Maruli mengatakan relawan memiliki peran strategis sebagai penggerak kebajikan di tengah masyarakat, tidak hanya menyampaikan pemahaman mengenai Pancasila, tetapi juga menjadi teladan dalam membangun solidaritas dan menjaga persatuan.

Ia menambahkan relawan juga diharapkan mampu berkontribusi dalam membantu masyarakat yang membutuhkan serta mencegah berkembangnya intoleransi, kekerasan, dan perpecahan di lingkungan sekitar.

“Gerakan Kebajikan Pancasila harus menjadi gerakan bersama. Kita ingin Pancasila dirasakan manfaatnya oleh masyarakat melalui kegiatan sosial, pemberdayaan ekonomi, pendidikan, serta penguatan persaudaraan dan kebersamaan,” katanya.
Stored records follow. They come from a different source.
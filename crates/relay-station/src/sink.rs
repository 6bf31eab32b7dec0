//! Destinations for status events.

use std::io::Write;

use crate::error::SinkError;
use crate::event::StatusEvent;

/// Receives events drained from the station's outbox.
///
/// Returning an error counts as one failed delivery attempt.
pub trait EventSink {
    /// Deliver one event.
    fn deliver(&mut self, event: &StatusEvent) -> Result<(), SinkError>;
}

/// Writes each event as one line of JSON.
///
/// Each line reaches the writer in a single `write_all`.
#[derive(Debug)]
pub struct JsonLinesSink<W: Write> {
    writer: W,
}

impl<W: Write> JsonLinesSink<W> {
    /// Create a sink over `writer`.
    pub fn new(writer: W) -> Self {
        JsonLinesSink { writer }
    }

    /// Unwrap the underlying writer.
    pub fn into_inner(self) -> W {
        self.writer
    }
}

impl<W: Write> EventSink for JsonLinesSink<W> {
    fn deliver(&mut self, event: &StatusEvent) -> Result<(), SinkError> {
        // One write per event; a failed event leaves no partial line.
        let mut line = serde_json::to_vec(event)?;
        line.push(b'\n');
        self.writer.write_all(&line)?;
        self.writer.flush()?;
        Ok(())
    }
}

#[cfg(test)]
mod tests {
    use super::*;
    use chrono::NaiveDate;
    use relay_packet::{StatusCode, StatusPayloadCompact};
    use std::io;

    /// Accepts `writes_left` calls to `write`, then refuses the rest.
    struct LimitedWriter {
        written: Vec<u8>,
        writes_left: usize,
    }

    impl Write for LimitedWriter {
        fn write(&mut self, buf: &[u8]) -> io::Result<usize> {
            if self.writes_left == 0 {
                return Err(io::Error::new(io::ErrorKind::WriteZero, "disk full"));
            }
            self.writes_left -= 1;
            self.written.extend_from_slice(buf);
            Ok(buf.len())
        }

        fn flush(&mut self) -> io::Result<()> {
            Ok(())
        }
    }

    #[test]
    fn test_json_lines() {
        let at = NaiveDate::from_ymd_opt(2025, 1, 2)
            .unwrap()
            .and_hms_opt(3, 4, 5)
            .unwrap();
        let mut sink = JsonLinesSink::new(Vec::new());
        for msg_id in [1, 2] {
            let payload = StatusPayloadCompact::report(1, 1, StatusCode::Green, msg_id);
            sink.deliver(&StatusEvent::from_compact(&payload, at)).unwrap();
        }

        let output = String::from_utf8(sink.into_inner()).unwrap();
        let lines: Vec<_> = output.lines().collect();
        assert_eq!(lines.len(), 2);

        let second: StatusEvent = serde_json::from_str(lines[1]).unwrap();
        assert_eq!(second.msg_id, 2);
        assert_eq!(second.timestamp, "2025-01-02 03:04:05");
    }

    #[test]
    fn test_event_written_in_one_piece() {
        let at = NaiveDate::from_ymd_opt(2025, 1, 2)
            .unwrap()
            .and_hms_opt(3, 4, 5)
            .unwrap();
        let event = StatusEvent::from_compact(
            &StatusPayloadCompact::report(1, 1, StatusCode::Red, 7),
            at,
        );

        let mut sink = JsonLinesSink::new(LimitedWriter {
            written: Vec::new(),
            writes_left: 0,
        });
        assert!(matches!(sink.deliver(&event), Err(SinkError::Io(_))));
        assert!(sink.writer.written.is_empty());

        // One write call is enough for a whole line.
        sink.writer.writes_left = 1;
        sink.deliver(&event).unwrap();
        assert!(sink.deliver(&event).is_err());

        let output = String::from_utf8(sink.into_inner().written).unwrap();
        assert_eq!(output.lines().count(), 1);
        assert!(output.ends_with('\n'));
        let back: StatusEvent = serde_json::from_str(output.trim_end()).unwrap();
        assert_eq!(back.msg_id, 7);
    }
}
Kegiatan yang digelar di Warkop Baba Kupie, Jalan P. Diponegoro, Petapahan, Kecamatan Lubuk Pakam, tersebut diikuti sekitar 350 peserta dari berbagai unsur masyarakat, organisasi kemasyarakatan, kepemudaan, dan kelompok masyarakat di Kabupaten Deli Serdang.

Sejumlah narasumber turut hadir dalam kegiatan itu, di antaranya akademisi bidang politik dan tata negara Fernanda Putra Adela, akademisi bidang ekonomi kerakyatan Hosianna Ayu Hidayati, serta Kepala Biro Hukum dan Organisasi Badan Pembinaan Ideologi Pancasila Edi Subowo.

Dalam diskusi tersebut, para narasumber membahas penguatan ideologi Pancasila dalam kehidupan berbangsa dan bernegara, tantangan politik dan ketatanegaraan, pembangunan ekonomi kerakyatan, serta pentingnya kebijakan yang berlandaskan nilai-nilai Pancasila.

Kegiatan berlangsung interaktif dengan antusiasme peserta yang menyampaikan pandangan, pengalaman, serta berbagai persoalan yang dihadapi masyarakat dalam mengimplementasikan nilai-nilai Pancasila di lingkungan masing-masing.

Melalui kegiatan tersebut diharapkan terbangun kolaborasi antara pemerintah, akademisi, tokoh masyarakat, organisasi kemasyarakatan, pemuda, dan seluruh elemen masyarakat dalam memperkuat persatuan serta menghadirkan nilai-nilai Pancasila dalam tindakan yang konkret, bermanfaat(Sumber)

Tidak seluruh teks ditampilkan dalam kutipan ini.